O Poder Judiciário em questão deve reconhecer as lutas que tivemos para garantir os nossos direitos de nossa tradição de mantermos a forma de nos alimentar e principalmente, o direito à territorialidade, compondo princípios permanentes da nossa soberania alimentar. Diferentemente das comunidades remanescentes quilombolas, para muitos de nós foi retirado direito de termos a terra para que pudéssemos nela ter uma forma de sobrevivência a partir do plantio e, com isso, nos negaram o direito de existir.

Na história recente, em 30 de abril de 2008, foi divulgado o conteúdo de uma carta datada de 11 de agosto de 1889 encontrada no Memorial Visconde de Mauá no Rio de Janeiro.
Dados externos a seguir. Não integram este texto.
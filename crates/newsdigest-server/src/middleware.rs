use std::{
    sync::Arc,
    time::{Duration, Instant},
};

use axum::{
    extract::{Request, State},
    http::{header::AUTHORIZATION, HeaderValue, StatusCode},
    middleware::Next,
    response::{IntoResponse, Response},
    Json,
};
use serde::Serialize;
use subtle::ConstantTimeEq;
use tokio::sync::Mutex;
use uuid::Uuid;

/// Newtype wrapping a request ID string, stored as a request extension.
#[derive(Debug, Clone)]
pub struct RequestId(pub String);

/// API key auth settings used by middleware.
#[derive(Debug, Clone)]
pub struct AuthState {
    api_keys: Arc<Vec<String>>,
    pub enabled: bool,
}

impl AuthState {
    /// Builds auth config from the configured bearer tokens.
    ///
    /// In development, an empty key list disables auth for local iteration.
    /// In non-development envs, an empty key list fails startup.
    pub fn from_keys(keys: &[String], is_development: bool) -> anyhow::Result<Self> {
        let keys: Vec<String> = keys
            .iter()
            .map(|k| k.trim())
            .filter(|k| !k.is_empty())
            .map(ToOwned::to_owned)
            .collect();

        if keys.is_empty() {
            if is_development {
                tracing::warn!(
                    "NEWSDIGEST_API_KEYS not set; bearer auth disabled in development environment"
                );
                return Ok(Self::disabled());
            }

            anyhow::bail!(
                "NEWSDIGEST_API_KEYS is required outside development; provide comma-separated bearer tokens"
            );
        }

        Ok(Self {
            api_keys: Arc::new(keys),
            enabled: true,
        })
    }

    #[must_use]
    pub fn disabled() -> Self {
        Self {
            api_keys: Arc::new(Vec::new()),
            enabled: false,
        }
    }

    /// Every key is compared so the check takes the same time whichever
    /// key (if any) matches.
    fn allows(&self, token: &str) -> bool {
        self.api_keys
            .iter()
            .fold(false, |found, key| {
                found | bool::from(key.as_bytes().ct_eq(token.as_bytes()))
            })
    }
}

#[derive(Debug, Clone)]
struct RateLimitWindow {
    started_at: Instant,
    count: usize,
}

/// Fixed-window limiter for simple API protection.
#[derive(Debug, Clone)]
pub struct RateLimitState {
    max_requests: usize,
    window: Duration,
    state: Arc<Mutex<RateLimitWindow>>,
}

impl RateLimitState {
    #[must_use]
    pub fn new(max_requests: usize, window: Duration) -> Self {
        Self {
            max_requests,
            window,
            state: Arc::new(Mutex::new(RateLimitWindow {
                started_at: Instant::now(),
                count: 0,
            })),
        }
    }
}

#[derive(Debug, Serialize)]
struct MiddlewareErrorBody {
    error: MiddlewareError,
}

#[derive(Debug, Serialize)]
struct MiddlewareError {
    code: &'static str,
    message: &'static str,
}

fn reject(status: StatusCode, code: &'static str, message: &'static str) -> Response {
    (
        status,
        Json(MiddlewareErrorBody {
            error: MiddlewareError { code, message },
        }),
    )
        .into_response()
}

/// Axum middleware that extracts or generates a request ID.
///
/// If the incoming request has an `x-request-id` header, that value is used.
/// Otherwise a new `UUIDv4` is generated. The ID is:
/// - Inserted into request extensions as [`RequestId`]
/// - Set on the response as the `x-request-id` header
pub async fn request_id(mut req: Request, next: Next) -> Response {
    let id = req
        .headers()
        .get("x-request-id")
        .and_then(|v| v.to_str().ok())
        .map_or_else(|| Uuid::new_v4().to_string(), String::from);

    req.extensions_mut().insert(RequestId(id.clone()));

    let mut res = next.run(req).await;

    if let Ok(val) = HeaderValue::from_str(&id) {
        res.headers_mut().insert("x-request-id", val);
    }

    res
}

/// Middleware enforcing Bearer token auth when enabled.
pub async fn require_bearer_auth(
    State(auth): State<AuthState>,
    req: Request,
    next: Next,
) -> Response {
    if !auth.enabled {
        return next.run(req).await;
    }

    match extract_bearer_token(req.headers().get(AUTHORIZATION)) {
        Some(token) if auth.allows(token) => next.run(req).await,
        _ => reject(
            StatusCode::UNAUTHORIZED,
            "unauthorized",
            "missing or invalid bearer token",
        ),
    }
}

/// Middleware enforcing a fixed request-per-window limit.
pub async fn enforce_rate_limit(
    State(rate_limit): State<RateLimitState>,
    req: Request,
    next: Next,
) -> Response {
    let mut window = rate_limit.state.lock().await;

    if window.started_at.elapsed() >= rate_limit.window {
        window.started_at = Instant::now();
        window.count = 0;
    }

    if window.count >= rate_limit.max_requests {
        return reject(
            StatusCode::TOO_MANY_REQUESTS,
            "rate_limited",
            "rate limit exceeded",
        );
    }

    window.count += 1;
    drop(window);

    next.run(req).await
}

fn extract_bearer_token(value: Option<&HeaderValue>) -> Option<&str> {
    value
        .and_then(|v| v.to_str().ok())
        .and_then(|v| v.strip_prefix("Bearer "))
        .filter(|s| !s.trim().is_empty())
}
//! Database operations for the `articles` table.

use chrono::{DateTime, Utc};
use newsdigest_core::{Article, NewArticle, Section, SentimentLabel};
use sqlx::SqlitePool;

use crate::DbError;

// ---------------------------------------------------------------------------
// Row types
// ---------------------------------------------------------------------------

/// A row from the `articles` table.
#[derive(Debug, Clone, sqlx::FromRow)]
pub struct ArticleRow {
    pub id: i64,
    pub section: String,
    pub title: String,
    pub url: String,
    pub content: String,
    pub summary: Option<String>,
    pub sentiment: Option<String>,
    pub sentiment_score: Option<f64>,
    pub created_at: DateTime<Utc>,
}

impl ArticleRow {
    /// Convert the raw row into the typed domain article.
    ///
    /// # Errors
    ///
    /// Returns [`DbError::InvalidColumn`] if the stored section or sentiment
    /// label is not one the application knows.
    pub fn into_article(self) -> Result<Article, DbError> {
        let section = self
            .section
            .parse::<Section>()
            .map_err(|_| DbError::InvalidColumn {
                column: "section",
                value: self.section.clone(),
            })?;
        let sentiment = self
            .sentiment
            .as_deref()
            .map(str::parse::<SentimentLabel>)
            .transpose()
            .map_err(|_| DbError::InvalidColumn {
                column: "sentiment",
                value: self.sentiment.clone().unwrap_or_default(),
            })?;

        Ok(Article {
            id: self.id,
            section,
            title: self.title,
            url: self.url,
            content: self.content,
            summary: self.summary,
            sentiment,
            sentiment_score: self.sentiment_score,
            created_at: self.created_at,
        })
    }
}

/// Result of [`insert_article_if_new`].
#[derive(Debug, Clone, Copy, PartialEq, Eq)]
pub enum InsertOutcome {
    /// A new row was written with this id.
    Inserted(i64),
    /// A row with the same URL already existed; nothing was written.
    Existing(i64),
}

impl InsertOutcome {
    #[must_use]
    pub fn id(self) -> i64 {
        match self {
            InsertOutcome::Inserted(id) | InsertOutcome::Existing(id) => id,
        }
    }

    #[must_use]
    pub fn is_new(self) -> bool {
        matches!(self, InsertOutcome::Inserted(_))
    }
}

pub(crate) const ARTICLE_COLUMNS: &str =
    "id, section, title, url, content, summary, sentiment, sentiment_score, created_at";

// ---------------------------------------------------------------------------
// Queries
// ---------------------------------------------------------------------------

/// Insert an article unless one with the same URL is already stored.
///
/// The existence check and the write are a single statement, so two
/// concurrent writers for the same URL cannot both insert.
///
/// # Errors
///
/// Returns [`DbError::Sqlx`] if the insert or the follow-up lookup fails.
pub async fn insert_article_if_new(
    pool: &SqlitePool,
    article: &NewArticle,
) -> Result<InsertOutcome, DbError> {
    let (label, score) = match article.sentiment {
        Some(s) => (Some(s.label.as_str()), Some(s.score)),
        None => (None, None),
    };

    let result = sqlx::query(
        "INSERT INTO articles \
             (section, title, url, content, summary, sentiment, sentiment_score, created_at) \
         SELECT ?, ?, ?, ?, ?, ?, ?, ? \
         WHERE NOT EXISTS (SELECT 1 FROM articles WHERE url = ?)",
    )
    .bind(article.section.slug())
    .bind(&article.title)
    .bind(&article.url)
    .bind(&article.content)
    .bind(article.summary.as_deref())
    .bind(label)
    .bind(score)
    .bind(Utc::now())
    .bind(&article.url)
    .execute(pool)
    .await?;

    if result.rows_affected() == 1 {
        return Ok(InsertOutcome::Inserted(result.last_insert_rowid()));
    }

    let existing: i64 =
        sqlx::query_scalar("SELECT id FROM articles WHERE url = ? ORDER BY id DESC LIMIT 1")
            .bind(&article.url)
            .fetch_one(pool)
            .await?;

    Ok(InsertOutcome::Existing(existing))
}

/// Return `true` if an article with this URL is already stored.
///
/// # Errors
///
/// Returns [`DbError::Sqlx`] if the query fails.
pub async fn article_exists_by_url(pool: &SqlitePool, url: &str) -> Result<bool, DbError> {
    let exists: i64 = sqlx::query_scalar("SELECT EXISTS(SELECT 1 FROM articles WHERE url = ?)")
        .bind(url)
        .fetch_one(pool)
        .await?;
    Ok(exists != 0)
}

/// Fetch a single article by id.
///
/// # Errors
///
/// Returns [`DbError::NotFound`] if no row has this id, or [`DbError::Sqlx`]
/// on query failure.
pub async fn get_article(pool: &SqlitePool, id: i64) -> Result<ArticleRow, DbError> {
    sqlx::query_as::<_, ArticleRow>(&format!(
        "SELECT {ARTICLE_COLUMNS} FROM articles WHERE id = ?"
    ))
    .bind(id)
    .fetch_optional(pool)
    .await?
    .ok_or(DbError::NotFound)
}

/// List articles newest first, optionally restricted to one section.
///
/// # Errors
///
/// Returns [`DbError::Sqlx`] if the query fails.
pub async fn list_articles(
    pool: &SqlitePool,
    section: Option<Section>,
    limit: i64,
    offset: i64,
) -> Result<Vec<ArticleRow>, DbError> {
    let rows = match section {
        Some(section) => {
            sqlx::query_as::<_, ArticleRow>(&format!(
                "SELECT {ARTICLE_COLUMNS} FROM articles \
                 WHERE section = ? \
                 ORDER BY created_at DESC, id DESC \
                 LIMIT ? OFFSET ?"
            ))
            .bind(section.slug())
            .bind(limit)
            .bind(offset)
            .fetch_all(pool)
            .await?
        }
        None => {
            sqlx::query_as::<_, ArticleRow>(&format!(
                "SELECT {ARTICLE_COLUMNS} FROM articles \
                 ORDER BY created_at DESC, id DESC \
                 LIMIT ? OFFSET ?"
            ))
            .bind(limit)
            .bind(offset)
            .fetch_all(pool)
            .await?
        }
    };

    Ok(rows)
}

/// Delete an article by id.
///
/// # Errors
///
/// Returns [`DbError::NotFound`] if no row was deleted, or [`DbError::Sqlx`]
/// on query failure.
pub async fn delete_article(pool: &SqlitePool, id: i64) -> Result<(), DbError> {
    let result = sqlx::query("DELETE FROM articles WHERE id = ?")
        .bind(id)
        .execute(pool)
        .await?;

    if result.rows_affected() == 0 {
        return Err(DbError::NotFound);
    }
    Ok(())
}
A carta foi escrita pela Princesa Isabel para o sócio de Mauá, Visconde de Santa Victória, com conteúdo que revela suas intenções e do imperador D. Pedro II em prover condições dignas de sobrevivência e inserção da população ex-escravizada na sociedade brasileira, defendendo a indenização ao povo, a constituição de um fundo para a compra e doação de terras que lhes permitissem sobreviver e se inserir socialmente pela exploração agrária e pecuniária sustentada, além do sufrágio feminino. A carta daquela autoridade imperial foi escrita sob a égide da Constituição Política do Império do Brasil de 25.03.1824, vigente até a Constituição da República dos Estados Unidos do Brasil, decretada e promulgada pelo Congresso Nacional Constituinte, em 24.02.1891. Sobre essa carta, Sueli Carneiro (2008), no Portal Geledés, avalia a declaração da “necessidade de formação de um fundo para sustentar o projeto político da princesa e os esforços empreendidos pelo imperador para viabilizá-lo aparecem assim descritos”1:

“11 de agosto de 1889 Paço Isabel

Corte midi

Caro Snr. Visconde de santa Victória

Fui informada por papai que me collocou a par da intenção e do envio dos fundos de seo Banco em forma de doação como indenização aos ex-escravos libertos em 13 de Maio do anno passado, e o sigilo que o Snr. pidio ao prezidente do gabinete para não provocar maior reacção violenta dos escravocratas. Deus nos proteja si os escravocratas e os militares saibam deste nosso negócio

1 CARNEIRO, Sueli. A carta da Princesa por Sueli Carneiro. Publicado em 07/10/2008, Portal Geledes. Disponível em: <https://www.geledes.org.br/carta-da-princesa-por-sueli-carneiro/?utm_source=pushnews&utm_medium=pushnotification>. Acesso em 18 de maio de 2020.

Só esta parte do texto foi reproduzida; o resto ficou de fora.